Three studies found that PFMT improved symptom severity and manometric measures. Although the authors couldn’t pool the data because of different symptom scoring instruments, typical improvements ranged from 20% to 30%. Two trials found that PFMT increased the chance of improvement in POP stage by 17% (pooled data, relative risk=.83; 95% confidence interval [CI], .71-.96). PFMT also improved urinary outcomes (approximately 30% reduction in urinary frequency and stress incontinence symptoms) in 2 of 3 trials and improved bowel symptoms in one trial (approximately 25% to 30% reduction).
Pessaries also relieve symptoms
A 2013 Cochrane Review seeking to determine the effectiveness of pessaries in POP, identified one RCT (crossover, 3 month, multicenter, United States) that compared symptom relief and change in life impact over baseline for 134 women (parous, mean age 61 years, range 30-89 years) with POP stage II or greater who were treated with ring with support or Gellhorn pessaries.3 Sixty percent of patients who completed the study (the dropout rate was 37%) reported symptom relief with both types of pessary. Outcomes were measured by multiple questionnaires and Likert scales.
Patients reported improved symptoms on both the Pelvic Organ Prolapse Distress Inventory (POPDI) and Pelvic Organ Prolapse Impact Questionnaire (POPIQ) scales (P<.05 for difference from baseline on each scale, actual scores not reported). The ring with support and Gellhorn pessaries didn’t produce different scores on either scale (POPDI, P=.99; POPIQ, P=.29).
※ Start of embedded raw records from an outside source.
//! Forward transformation: [`Definition`] → [`Grid`].
//!
//! Construction runs in a fixed order over a pre-sized [`GridArena`]:
//!
//! 1. frames, assigning pixel offsets, dense filter indices and frame indices;
//! 2. objects, assigning coefficient offsets;
//! 3. parameter components, one kind at a time (position, radius, ellipticity), each
//!    deduplicated by identity and, if active, given the next parameter offset;
//! 4. validation of every object against the frames;
//! 5. sources, object-major, one per frame.
//!
//! Any error in these steps unwinds the arena before it is returned, so a partially
//! built grid is never observable.

use std::collections::HashMap;
use std::sync::Arc;

use ahash::RandomState;
use log::{debug, trace};

use crate::constants::FilterId;
use crate::definition::{self, Definition};
use crate::identity_map::IdentityMap;
use crate::multifit_errors::MultifitError;
use crate::parameters::{Ellipticity, GridParams, ParameterKind, Position, Radius};

use super::arena::GridArena;
use super::frame::Frame;
use super::object::Object;
use super::parameter_component::ParameterComponent;
use super::source::Source;
use super::{ActiveComponents, Grid};

/// Running totals accumulated while the arena is filled.
#[derive(Debug, Default)]
struct Totals {
    filters: HashMap<FilterId, usize, RandomState>,
    coefficient_count: usize,
    pixel_count: usize,
    parameter_count: usize,
    active: ActiveComponents,
}

pub(crate) fn build_grid(definition: &Definition, params: GridParams) -> Result<Grid, MultifitError> {
    let mut arena = GridArena::allocate(definition.frame_count(), definition.object_count());
    let mut totals = Totals::default();

    if let Err(err) = populate(definition, &mut arena, &mut totals) {
        arena.unwind();
        return Err(err);
    }
    debug_assert!(arena.is_complete());

    let GridArena {
        sources,
        objects,
        frames,
    } = arena;
    let grid = Grid {
        sources: sources.into_boxed_slice(),
        objects: objects.into_boxed_slice(),
        frames: frames.into_boxed_slice(),
        active: totals.active,
        filter_count: totals.filters.len(),
        filters: totals.filters,
        coefficient_count: totals.coefficient_count,
        pixel_count: totals.pixel_count,
        parameter_count: totals.parameter_count,
        wcs: definition.wcs().cloned(),
        params,
    };

    debug!(
        "built grid: {} frames, {} objects, {} sources, {} parameters, {} coefficients, {} pixels, {} filters",
        grid.frames.len(),
        grid.objects.len(),
        grid.sources.len(),
        grid.parameter_count,
        grid.coefficient_count,
        grid.pixel_count,
        grid.filter_count,
    );
    Ok(grid)
}

fn populate(
    definition: &Definition,
    arena: &mut GridArena,
    totals: &mut Totals,
) -> Result<(), MultifitError> {
    let GridArena {
        sources,
        objects,
        frames,
    } = arena;

    for (frame_index, def_frame) in definition.frames().enumerate() {
        let next_filter = totals.filters.len();
        let filter_index = *totals
            .filters
            .entry(def_frame.filter_id())
            .or_insert(next_filter);
        frames.construct(Frame::from_definition(
            def_frame,
            totals.pixel_count,
            filter_index,
            frame_index,
        ));
        totals.pixel_count += def_frame.footprint().area();
    }

    for def_object in definition.objects() {
        let object = Object::from_definition(def_object, totals.coefficient_count);
        totals.coefficient_count += object.coefficient_count();
        objects.construct(object);
    }

    transfer_components::<Position>(definition, objects.as_mut_slice(), totals);
    transfer_components::<Radius>(definition, objects.as_mut_slice(), totals);
    transfer_components::<Ellipticity>(definition, objects.as_mut_slice(), totals);

    let frames = frames.as_slice();
    for object in objects.as_slice() {
        object.validate(frames)?;
    }

    let wcs = definition.wcs();
    for (object_index, object) in objects.as_mut_slice().iter_mut().enumerate() {
        let start = sources.constructed();
        for frame in frames {
            sources.construct(Source::new(frame, object, object_index, wcs)?);
        }
        object.sources = start..sources.constructed();
    }

    Ok(())
}

/// Attach the deduplicated grid component of kind `K` to every grid object, assigning
/// parameter offsets to newly seen active components.
fn transfer_components<K: ParameterKind>(
    definition: &Definition,
    objects: &mut [Object],
    totals: &mut Totals,
) {
    let mut unique: IdentityMap<ParameterComponent<K>> = IdentityMap::new();
    let parameter_count = &mut totals.parameter_count;
    let active = K::active_components_mut(&mut totals.active);

    for (def_object, object) in definition.objects().zip(objects.iter_mut()) {
        let Some(def_component) = K::definition_slot(def_object) else {
            continue;
        };
        let (component, is_new) = unique.register_with(def_component.key(), || {
            make_grid_component(def_component, parameter_count)
        });
        if is_new {
            if let Some(offset) = component.offset() {
                trace!(
                    "object {}: {} parameters at offset {}",
                    object.id(),
                    K::NAME,
                    offset
                );
                active.push(Arc::clone(&component));
            }
        }
        *K::grid_slot_mut(object) = Some(component);
    }

    trace!("{} distinct {} components", unique.len(), K::NAME);
}

fn make_grid_component<K: ParameterKind>(
    def_component: &definition::ParameterComponent<K>,
    parameter_count: &mut usize,
) -> ParameterComponent<K> {
    let (value, active) = def_component.snapshot();
    let offset = active.then(|| {
        let offset = *parameter_count;
        *parameter_count += K::SIZE;
        offset
    });
    ParameterComponent::new(value, offset)
}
Untreated mild prolapse postmenopause usually doesn’t progress and may regress
A cohort of 412 postmenopausal women (ages ≥50 years) with POP who were observed, but not treated, found that mild POP was unlikely to progress and sometimes improved spontaneously.4 Over a mean follow-up of 5.7 years, few women with grade 1 POP (prolapsed pelvic organs remaining within the vagina) progressed to grade 2 or 3 (probability of progression for women with cystoceles=.095, 95% CI, .07-.13; women with rectoceles=.135, 95% CI, .09-.19; and women with uterine prolapse=.019, 95% CI, .0005-.099).
Some women with grade 1 POP regressed to grade 0 (probability of regression for women with cystoceles=.235, 95% CI, .19- .28; women with rectoceles=.22, 95% CI, .16-.28; and women with uterine prolapse=.48, 95% CI, 0.34-.62). Women with grades 2 and 3 POP were less likely to regress to grade 0 (probability of regression for women with cystoceles=.093, 95% CI, .05-.14; women with rectoceles=.033, 95% CI, .011-.075; and women with uterine prolapse=0, 95% CI, 0-.37).